[Pacemaker] Andrew and Lars please confirm this.

Andrew Beekhof beekhof at gmail.com
Wed Mar 4 08:15:47 UTC 2009


On Wed, Mar 4, 2009 at 05:46, Romi Verma <romi3rdfeb at gmail.com> wrote:
> Thanks Andrew,
>
>
>>
>>
>> Pacemaker has various options for how it behaves during a split-brain, but
>> 1) Its more desirable to avoid them in the first place
>> 2) None of the strategies are (yet) really suited to failing over from
>> one physical location to another
>
>
> i could not understand the second point.  i am new to openais-pacemaker ,
> but as far as i know we have lots of stoniths . for example if we have
> configured ilo properly then we can use riloe stonith and fence the node
> residing in other partiton. what is stopping us and why we are saying that
> we dont support cluster whose nodes spans over multiple site?? could you
> please explain it bit more.

How does a node in Australia connect to a stonith device in Germany if
the network is down?
Or more generally, how can the nodes in Australia ensure that the
nodes in Germany are not running the same services?

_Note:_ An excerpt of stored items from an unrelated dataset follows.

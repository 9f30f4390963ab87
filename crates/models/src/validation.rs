//! Field-level validation shared by the `New*` / `*Patch` input types.
//!
//! Every helper returns `ModelError::Validation` naming the offending field so
//! callers can render an actionable message.
use chrono::NaiveTime;
use rust_decimal::Decimal;

use crate::errors::ModelError;

pub const MAX_PRICE: i32 = 99_999_999;
pub const SMALL_INT: i16 = 32_767;
pub const MAX_SEAT_COUNT: i16 = 999;
pub const STD_STR: usize = 50;
pub const MIN_NAME: usize = 2;
pub const MIN_STORE_TEXT: usize = 3;
pub const FREE_STR: usize = 200;
pub const PHONE: usize = 10;
pub const EMAIL: usize = 100;
pub const AREA_SCALE: u32 = 2;

/// Largest accepted store area, 999.99.
pub fn max_area() -> Decimal {
    Decimal::new(99_999, AREA_SCALE)
}

/// Trim in place, then check the character count.
pub fn check_len(field: &'static str, value: &mut String, min: usize, max: usize) -> Result<(), ModelError> {
    let trimmed = value.trim();
    if trimmed.len() != value.len() {
        *value = trimmed.to_string();
    }
    let n = value.chars().count();
    if n < min || n > max {
        return Err(ModelError::validation(field, format!("length must be between {min} and {max}, got {n}")));
    }
    Ok(())
}

pub fn check_opt_len(field: &'static str, value: &mut Option<String>, min: usize, max: usize) -> Result<(), ModelError> {
    match value {
        Some(v) => check_len(field, v, min, max),
        None => Ok(()),
    }
}

pub fn check_max<T: PartialOrd + std::fmt::Display>(field: &'static str, value: T, max: T) -> Result<(), ModelError> {
    if value > max {
        return Err(ModelError::validation(field, format!("must not be greater than {max}")));
    }
    Ok(())
}

pub fn check_range<T: PartialOrd + std::fmt::Display>(
    field: &'static str,
    value: T,
    min: T,
    max: T,
) -> Result<(), ModelError> {
    if value < min {
        return Err(ModelError::validation(field, format!("must not be less than {min}")));
    }
    check_max(field, value, max)
}

pub fn check_price(field: &'static str, value: i32) -> Result<(), ModelError> {
    check_range(field, value, 0, MAX_PRICE)
}

pub fn check_area(value: Decimal) -> Result<(), ModelError> {
    check_range("area", value, Decimal::ZERO, max_area())?;
    if value.normalize().scale() > AREA_SCALE {
        return Err(ModelError::validation("area", "at most 2 decimal places are allowed"));
    }
    Ok(())
}

/// Strip spaces and dashes, then bound the length.
pub fn normalize_phone(value: &mut String) -> Result<(), ModelError> {
    value.retain(|c| c != ' ' && c != '-');
    if value.is_empty() {
        return Err(ModelError::validation("phone_number", "must not be empty"));
    }
    let n = value.chars().count();
    if n > PHONE {
        return Err(ModelError::validation("phone_number", format!("must be at most {PHONE} characters, got {n}")));
    }
    Ok(())
}

/// Parse one `H:MM AM/PM` clock value.
fn parse_clock(raw: &str) -> Option<NaiveTime> {
    let raw = raw.trim();
    // chrono also takes single-digit minutes
    let (_, rest) = raw.split_once(':')?;
    if !rest.get(..2).is_some_and(|m| m.bytes().all(|b| b.is_ascii_digit())) {
        return None;
    }
    NaiveTime::parse_from_str(raw, "%I:%M %p").ok()
}

/// Parse `"H:MM AM/PM - H:MM AM/PM"` into its start and end times.
///
/// The dash must be surrounded by whitespace. Returns `None` for malformed input;
/// ordering is not checked here.
pub fn parse_time_range(value: &str) -> Option<(NaiveTime, NaiveTime)> {
    let idx = value.find('-')?;
    let (start, rest) = value.split_at(idx);
    let end = &rest[1..];
    if !start.ends_with(char::is_whitespace) || !end.starts_with(char::is_whitespace) {
        return None;
    }
    Some((parse_clock(start)?, parse_clock(end)?))
}

/// Business hours must parse and open strictly before they close.
pub fn check_time_range(field: &'static str, value: &mut Option<String>) -> Result<(), ModelError> {
    let Some(v) = value else { return Ok(()) };
    let trimmed = v.trim();
    if trimmed.is_empty() {
        *value = None;
        return Ok(());
    }
    let (start, end) = parse_time_range(trimmed).ok_or_else(|| {
        ModelError::validation(field, "must be in format \"HH:MM AM/PM - HH:MM AM/PM\", e.g. 9:00 AM - 7:00 PM")
    })?;
    if start >= end {
        return Err(ModelError::validation(field, "start time must be before end time"));
    }
    *v = trimmed.to_string();
    Ok(())
}

#[cfg(test)]
mod tests {
    use super::*;

    fn range(s: &str) -> Result<Option<String>, ModelError> {
        let mut v = Some(s.to_string());
        check_time_range("business_hours_weekdays", &mut v).map(|_| v)
    }

    #[test]
    fn accepts_ordered_business_hours() {
        assert_eq!(range("9:00 AM - 7:00 PM").unwrap().as_deref(), Some("9:00 AM - 7:00 PM"));
        assert!(range("09:30 am - 12:00 PM").is_ok());
        assert!(range("  12:00 AM - 11:59 PM  ").is_ok());
        assert!(range("9:00AM - 7:00PM").is_ok());
    }

    #[test]
    fn rejects_end_before_start() {
        let err = range("7:00 PM - 9:00 AM").unwrap_err();
        assert_eq!(err.field(), "business_hours_weekdays");
        assert!(range("9:00 AM - 9:00 AM").is_err());
        assert!(range("12:30 PM - 12:10 PM").is_err());
    }

    #[test]
    fn rejects_malformed_ranges() {
        for bad in [
            "9 AM - 7 PM",
            "9:00 - 19:00",
            "9:00 AM-7:00 PM",
            "13:00 AM - 2:00 PM",
            "0:30 AM - 2:00 PM",
            "9:60 AM - 10:00 AM",
            "9:00 AM to 7:00 PM",
            "9:5 AM - 10:00 AM",
            "9:00 AM - 7:00 PM extra",
            "9:00 AM - ",
            "abc",
        ] {
            assert!(range(bad).is_err(), "expected {bad:?} to be rejected");
        }
    }

    #[test]
    fn empty_range_is_cleared() {
        assert_eq!(range("   ").unwrap(), None);
    }

    #[test]
    fn noon_and_midnight_convert_correctly() {
        let (start, end) = parse_time_range("12:00 AM - 12:00 PM").unwrap();
        assert_eq!(start, NaiveTime::from_hms_opt(0, 0, 0).unwrap());
        assert_eq!(end, NaiveTime::from_hms_opt(12, 0, 0).unwrap());
    }

    #[test]
    fn check_len_trims_and_bounds() {
        let mut name = "  Salon One  ".to_string();
        check_len("name", &mut name, MIN_STORE_TEXT, STD_STR).unwrap();
        assert_eq!(name, "Salon One");

        let mut short = " ab ".to_string();
        let err = check_len("name", &mut short, MIN_STORE_TEXT, STD_STR).unwrap_err();
        assert_eq!(err.field(), "name");
    }

    #[test]
    fn area_bounds_and_scale() {
        assert!(check_area(Decimal::new(99_999, 2)).is_ok());
        assert!(check_area(Decimal::new(3005, 1)).is_ok());
        assert!(check_area(Decimal::new(100_000, 2)).is_err());
        assert!(check_area(Decimal::new(-1, 1)).is_err());
        assert!(check_area(Decimal::new(10_001, 3)).is_err());
        // trailing zeros do not count against the scale
        assert!(check_area(Decimal::new(12_000, 3)).is_ok());
    }

    #[test]
    fn phone_is_normalized() {
        let mut phone = "090 123-4567".to_string();
        normalize_phone(&mut phone).unwrap();
        assert_eq!(phone, "0901234567");

        let mut long = "0901 234 5678".to_string();
        assert!(normalize_phone(&mut long).is_err());
    }

    #[test]
    fn price_upper_bound() {
        assert!(check_price("man_price", MAX_PRICE).is_ok());
        assert!(check_price("man_price", MAX_PRICE + 1).is_err());
        assert!(check_price("man_price", -1).is_err());
        assert!(check_range("seat_count", 0i16, 0, MAX_SEAT_COUNT).is_ok());
    }
}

How do you even know that the nodes in Australia should take over?

Things generally become much more complex (and have non-obvious
implications) in a multiple-site scenario.

> and when u say "None of the strategies are (yet) really suited to failing
> over from
> one physical location to another"
> does it apply to nodes who sapns over adjancent rooms also.??

At the Pacemaker level, distance isn't the issue.  Distance only
increases the chance of the problem occurring (and complicates
fencing).

What we don't handle well is the idea of partitioning the cluster into
"sites" consisting of _multiple_ servers.
Whether those sites are 10cm or 10,000km apart isn't the main issue -
the problem is being able to treat them as a logical entity where some
events result in services being moved around within the site, and
other events cause _all_ the services to be moved to another site.

There are some tricks that allow an approximation of this, but its not
a complete solution and is far easier to get wrong than right.